La gelée, la neige, les chevaux et les têtes fines de lévriers me remplissaient de joie, je triomphais.

Pacha, à cheval comme moi, était très aimable, ce qui lui va très mal et me déconcerte… Pourtant non, ses changements d’humeur ne sont pas à dédaigner.

— Pacha, il y a une personne qui me gêne horriblement (rassurez-vous, ce n’est pas ma tante T…) et cette personne je voudrais d’une manière polie l’exterminer.

— Bien ; disposez de moi.

— Vraiment ?

— Essayez.

— Parole d’honneur ? Et vous ne direz rien ?

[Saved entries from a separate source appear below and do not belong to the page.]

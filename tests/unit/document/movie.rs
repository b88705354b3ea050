use std::collections::HashMap;

use crate::document::movie::{MovieDocument, affine_of};
use crate::document::proto::{AudioEntity, MovieEntity, MovieParams, Transform};
use crate::foundation::core::Point;

fn sample_movie() -> MovieEntity {
    let mut images = HashMap::new();
    images.insert("hero".to_string(), b"\x89PNG\r\n".to_vec());
    images.insert("boom".to_string(), b"RIFFxxxxWAVEdata".to_vec());
    MovieEntity {
        version: "2.0.0".into(),
        params: Some(MovieParams {
            view_box_width: 320.0,
            view_box_height: 240.0,
            fps: 24,
            frames: 48,
        }),
        images,
        audios: vec![AudioEntity {
            audio_key: "boom".into(),
            start_frame: 3,
            end_frame: 10,
            start_time: 0,
            total_frame: 48,
        }],
        ..Default::default()
    }
}

#[test]
fn document_exposes_movie_parameters() {
    let doc = MovieDocument::from_movie(sample_movie());
    assert_eq!(doc.version(), "2.0.0");
    assert_eq!(doc.total_frames(), 48);
    assert_eq!(doc.fps(), 24);
    assert_eq!(doc.view_size(), (320.0, 240.0));
    assert_eq!(doc.audios().len(), 1);
}

#[test]
fn binaries_are_split_by_audio_key_membership() {
    let doc = MovieDocument::from_movie(sample_movie());
    assert!(doc.image_binary("hero").is_some());
    assert!(doc.image_binary("boom").is_none());
    assert!(doc.audio_binary("boom").is_some());
    assert_eq!(doc.image_binaries().len(), 1);
    assert_eq!(doc.audio_binaries().len(), 1);
}

#[test]
fn negative_frame_count_reads_as_zero() {
    let mut movie = sample_movie();
    movie.params = Some(MovieParams {
        frames: -5,
        ..movie.params.unwrap()
    });
    let doc = MovieDocument::from_movie(movie);
    assert_eq!(doc.total_frames(), 0);
}

#[test]
fn absent_transform_is_identity() {
    let affine = affine_of(None);
    assert_eq!(affine * Point::new(7.0, -3.0), Point::new(7.0, -3.0));
}

#[test]
fn wire_coefficients_map_in_column_order() {
    let t = Transform {
        a: 2.0,
        b: 0.5,
        c: -1.0,
        d: 3.0,
        tx: 10.0,
        ty: 20.0,
    };
    let affine = affine_of(Some(&t));
    // (x, y) -> (a*x + c*y + tx, b*x + d*y + ty)
    assert_eq!(affine * Point::new(1.0, 0.0), Point::new(12.0, 20.5));
    assert_eq!(affine * Point::new(0.0, 1.0), Point::new(9.0, 23.0));
}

— Parole d’honneur, rien à personne…

À cause de ces quelques mots, il existe à présent entre moi et l’homme vert une sorte de lien.

Nous avons à nous parler bas, en anglais, quand sa mère n’est pas là.

Pacha voulut continuer à faire l’aimable, je lui ai donné mes deux mains à baiser, une poésie de Victor Hugo à lire, je le traite en frère, comme il est.


Lundi 23 octobre. — Hier, nous nous fourrâmes dans un coupé à six chevaux et nous partîmes pour Poltava.

Le voyage fut gai. Les pleurs à l’heure de quitter le toit paternel provoquèrent un épanchement général, et Pacha s’écria qu’il était amoureux fou.

— Je jure que c’est vrai, s’écria-t-il ; mais je ne dirai pas de qui.

— Si vous n’êtes pas amoureux de moi, m’écriai-je, je vous maudis !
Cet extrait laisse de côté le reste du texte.